Stored data
****************

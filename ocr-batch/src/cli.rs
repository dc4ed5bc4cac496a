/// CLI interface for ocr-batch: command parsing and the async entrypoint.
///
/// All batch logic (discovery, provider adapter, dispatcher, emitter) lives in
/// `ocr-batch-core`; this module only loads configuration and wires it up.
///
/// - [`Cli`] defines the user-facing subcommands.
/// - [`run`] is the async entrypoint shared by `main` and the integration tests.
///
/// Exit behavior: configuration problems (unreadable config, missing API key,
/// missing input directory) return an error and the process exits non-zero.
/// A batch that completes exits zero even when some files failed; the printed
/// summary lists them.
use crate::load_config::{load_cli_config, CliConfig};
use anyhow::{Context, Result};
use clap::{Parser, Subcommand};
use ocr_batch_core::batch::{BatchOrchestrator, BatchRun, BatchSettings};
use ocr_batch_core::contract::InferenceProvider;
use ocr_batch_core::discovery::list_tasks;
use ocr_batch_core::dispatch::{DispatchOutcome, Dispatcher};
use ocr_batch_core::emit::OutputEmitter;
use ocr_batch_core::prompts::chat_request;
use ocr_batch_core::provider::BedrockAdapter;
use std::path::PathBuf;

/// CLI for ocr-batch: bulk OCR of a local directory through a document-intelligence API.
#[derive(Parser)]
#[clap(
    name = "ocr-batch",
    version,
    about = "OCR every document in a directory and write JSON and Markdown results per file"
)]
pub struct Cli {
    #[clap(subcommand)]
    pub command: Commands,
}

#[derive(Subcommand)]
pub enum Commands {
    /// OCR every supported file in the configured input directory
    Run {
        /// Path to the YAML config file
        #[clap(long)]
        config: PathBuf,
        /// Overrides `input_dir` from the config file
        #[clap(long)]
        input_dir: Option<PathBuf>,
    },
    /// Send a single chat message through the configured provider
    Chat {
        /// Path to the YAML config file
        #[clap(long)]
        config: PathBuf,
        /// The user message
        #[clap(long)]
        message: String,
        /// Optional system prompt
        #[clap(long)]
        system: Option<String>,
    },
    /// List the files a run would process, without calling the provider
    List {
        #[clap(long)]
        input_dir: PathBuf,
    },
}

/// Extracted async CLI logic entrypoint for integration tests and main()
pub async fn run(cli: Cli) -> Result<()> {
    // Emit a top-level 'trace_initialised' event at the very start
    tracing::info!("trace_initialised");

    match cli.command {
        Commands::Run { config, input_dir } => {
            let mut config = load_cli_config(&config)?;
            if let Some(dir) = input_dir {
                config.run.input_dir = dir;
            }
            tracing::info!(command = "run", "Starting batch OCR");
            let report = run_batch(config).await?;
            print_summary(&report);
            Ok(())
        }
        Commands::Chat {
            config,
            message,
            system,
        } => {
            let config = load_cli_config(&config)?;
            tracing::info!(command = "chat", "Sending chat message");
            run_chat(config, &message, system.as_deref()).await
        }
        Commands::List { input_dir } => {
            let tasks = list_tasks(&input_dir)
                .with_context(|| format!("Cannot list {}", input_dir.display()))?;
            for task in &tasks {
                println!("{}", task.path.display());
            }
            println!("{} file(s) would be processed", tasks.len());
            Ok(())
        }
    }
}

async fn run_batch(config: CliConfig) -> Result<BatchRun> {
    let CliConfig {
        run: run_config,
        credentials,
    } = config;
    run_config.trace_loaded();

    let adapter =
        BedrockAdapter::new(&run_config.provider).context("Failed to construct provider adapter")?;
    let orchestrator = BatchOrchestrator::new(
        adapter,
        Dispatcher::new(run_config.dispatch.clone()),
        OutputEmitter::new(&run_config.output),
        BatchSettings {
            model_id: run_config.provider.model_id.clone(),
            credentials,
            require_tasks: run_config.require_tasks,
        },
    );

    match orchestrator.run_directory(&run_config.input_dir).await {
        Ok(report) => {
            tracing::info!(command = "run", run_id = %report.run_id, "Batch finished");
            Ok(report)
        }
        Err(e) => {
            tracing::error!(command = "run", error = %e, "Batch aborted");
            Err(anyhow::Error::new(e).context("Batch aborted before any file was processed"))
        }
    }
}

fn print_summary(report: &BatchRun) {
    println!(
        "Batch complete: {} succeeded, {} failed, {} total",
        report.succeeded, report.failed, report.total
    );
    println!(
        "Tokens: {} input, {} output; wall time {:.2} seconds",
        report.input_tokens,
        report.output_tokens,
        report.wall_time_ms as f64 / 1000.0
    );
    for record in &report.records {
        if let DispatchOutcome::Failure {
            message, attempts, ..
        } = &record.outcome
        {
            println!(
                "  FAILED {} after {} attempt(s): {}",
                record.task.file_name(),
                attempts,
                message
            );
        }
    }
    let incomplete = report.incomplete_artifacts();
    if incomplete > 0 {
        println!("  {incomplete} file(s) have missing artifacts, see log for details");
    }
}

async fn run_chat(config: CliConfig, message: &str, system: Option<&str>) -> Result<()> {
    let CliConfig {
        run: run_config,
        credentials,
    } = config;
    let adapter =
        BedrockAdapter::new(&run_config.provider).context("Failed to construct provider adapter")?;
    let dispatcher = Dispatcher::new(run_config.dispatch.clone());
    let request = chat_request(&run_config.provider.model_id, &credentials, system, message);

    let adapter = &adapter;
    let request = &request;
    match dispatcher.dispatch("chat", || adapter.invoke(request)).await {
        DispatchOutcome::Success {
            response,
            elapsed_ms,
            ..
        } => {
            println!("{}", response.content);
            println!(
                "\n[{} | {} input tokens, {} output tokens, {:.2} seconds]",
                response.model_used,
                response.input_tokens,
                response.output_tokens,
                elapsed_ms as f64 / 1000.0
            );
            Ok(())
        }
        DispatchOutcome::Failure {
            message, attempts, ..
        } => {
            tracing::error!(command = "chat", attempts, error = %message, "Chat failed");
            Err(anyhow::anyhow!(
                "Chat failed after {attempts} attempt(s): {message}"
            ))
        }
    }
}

****************

§ **The problem**
All entries are to be copied exactly as they read.

§ **Response to this exercise**
filename ocr-batch/src/cli.rs
repository dc4ed5bc4cac496a
/// CLI interface for ocr-batch: command parsing and the async entrypoint.
///
/// All batch logic (discovery, provider adapter, dispatcher, emitter) lives in
/// `ocr-batch-core`; this module only loads configuration and wires it up.
///
/// - [`Cli`] defines the user-facing subcommands.
/// - [`run`] is the async entrypoint shared by `main` and the integration tests.
///
/// Exit behavior: configuration problems (unreadable config, missing API key,
/// missing input directory) return an error and the process exits non-zero.
/// A batch that completes exits zero even when some files failed; the printed
/// summary lists them.
use crate::load_config::{load_cli_config, CliConfig};
use anyhow::{Context, Result};
use clap::{Parser, Subcommand};
use ocr_batch_core::batch::{BatchOrchestrator, BatchRun, BatchSettings};
use ocr_batch_core::contract::InferenceProvider;
use ocr_batch_core::discovery::list_tasks;
use ocr_batch_core::dispatch::{DispatchOutcome, Dispatcher};
use ocr_batch_core::emit::OutputEmitter;
use ocr_batch_core::prompts::chat_request;
use ocr_batch_core::provider::BedrockAdapter;
use std::path::PathBuf;

/// CLI for ocr-batch: bulk OCR of a local directory through a document-intelligence API.
#[derive(Parser)]
#[clap(
    name = "ocr-batch",
    version,
    about = "OCR every document in a directory and write JSON and Markdown results per file"
)]
pub struct Cli {
    #[clap(subcommand)]
    pub command: Commands,
}

#[derive(Subcommand)]
pub enum Commands {
    /// OCR every supported file in the configured input directory
    Run {
        /// Path to the YAML config file
        #[clap(long)]
        config: PathBuf,
        /// Overrides `input_dir` from the config file
        #[clap(long)]
        input_dir: Option<PathBuf>,
    },
    /// Send a single chat message through the configured provider
    Chat {
        /// Path to the YAML config file
        #[clap(long)]
        config: PathBuf,
        /// The user message
        #[clap(long)]
        message: String,
        /// Optional system prompt
        #[clap(long)]
        system: Option<String>,
    },
    /// List the files a run would process, without calling the provider
    List {
        #[clap(long)]
        input_dir: PathBuf,
    },
}

/// Extracted async CLI logic entrypoint for integration tests and main()
pub async fn run(cli: Cli) -> Result<()> {
    // Emit a top-level 'trace_initialised' event at the very start
    tracing::info!("trace_initialised");

    match cli.command {
        Commands::Run { config, input_dir } => {
            let mut config = load_cli_config(&config)?;
            if let Some(dir) = input_dir {
                config.run.input_dir = dir;
            }
            tracing::info!(command = "run", "Starting batch OCR");
            let report = run_batch(config).await?;
            print_summary(&report);
            Ok(())
        }
        Commands::Chat {
            config,
            message,
            system,
        } => {
            let config = load_cli_config(&config)?;
            tracing::info!(command = "chat", "Sending chat message");
            run_chat(config, &message, system.as_deref()).await
        }
        Commands::List { input_dir } => {
            let tasks = list_tasks(&input_dir)
                .with_context(|| format!("Cannot list {}", input_dir.display()))?;
            for task in &tasks {
                println!("{}", task.path.display());
            }
            println!("{} file(s) would be processed", tasks.len());
            Ok(())
        }
    }
}

async fn run_batch(config: CliConfig) -> Result<BatchRun> {
    let CliConfig {
        run: run_config,
        credentials,
    } = config;
    run_config.trace_loaded();

    let adapter =
        BedrockAdapter::new(&run_config.provider).context("Failed to construct provider adapter")?;
    let orchestrator = BatchOrchestrator::new(
        adapter,
        Dispatcher::new(run_config.dispatch.clone()),
        OutputEmitter::new(&run_config.output),
        BatchSettings {
            model_id: run_config.provider.model_id.clone(),
            credentials,
            require_tasks: run_config.require_tasks,
        },
    );

    match orchestrator.run_directory(&run_config.input_dir).await {
        Ok(report) => {
            tracing::info!(command = "run", run_id = %report.run_id, "Batch finished");
            Ok(report)
        }
        Err(e) => {
            tracing::error!(command = "run", error = %e, "Batch aborted");
            Err(anyhow::Error::new(e).context("Batch aborted before any file was processed"))
        }
    }
}

fn print_summary(report: &BatchRun) {
    println!(
        "Batch complete: {} succeeded, {} failed, {} total",
        report.succeeded, report.failed, report.total
    );
    println!(
        "Tokens: {} input, {} output; wall time {:.2} seconds",
        report.input_tokens,
        report.output_tokens,
        report.wall_time_ms as f64 / 1000.0
    );
    for record in &report.records {
        if let DispatchOutcome::Failure {
            message, attempts, ..
        } = &record.outcome
        {
            println!(
                "  FAILED {} after {} attempt(s): {}",
                record.task.file_name(),
                attempts,
                message
            );
        }
    }
    let incomplete = report.incomplete_artifacts();
    if incomplete > 0 {
        println!("  {incomplete} file(s) have missing artifacts, see log for details");
    }
}

async fn run_chat(config: CliConfig, message: &str, system: Option<&str>) -> Result<()> {
    let CliConfig {
        run: run_config,
        credentials,
    } = config;
    let adapter =
        BedrockAdapter::new(&run_config.provider).context("Failed to construct provider adapter")?;
    let dispatcher = Dispatcher::new(run_config.dispatch.clone());
    let request = chat_request(&run_config.provider.model_id, &credentials, system, message);

    let adapter = &adapter;
    let request = &request;
    match dispatcher.dispatch("chat", || adapter.invoke(request)).await {
        DispatchOutcome::Success {
            response,
            elapsed_ms,
            ..
        } => {
            println!("{}", response.content);
            println!(
                "\n[{} | {} input tokens, {} output tokens, {:.2} seconds]",
                response.model_used,
                response.input_tokens,
                response.output_tokens,
                elapsed_ms as f64 / 1000.0
            );
            Ok(())
        }
        DispatchOutcome::Failure {
            message, attempts, ..
        } => {
            tracing::error!(command = "chat", attempts, error = %message, "Chat failed");
            Err(anyhow::anyhow!(
                "Chat failed after {attempts} attempt(s): {message}"
            ))
        }
    }
}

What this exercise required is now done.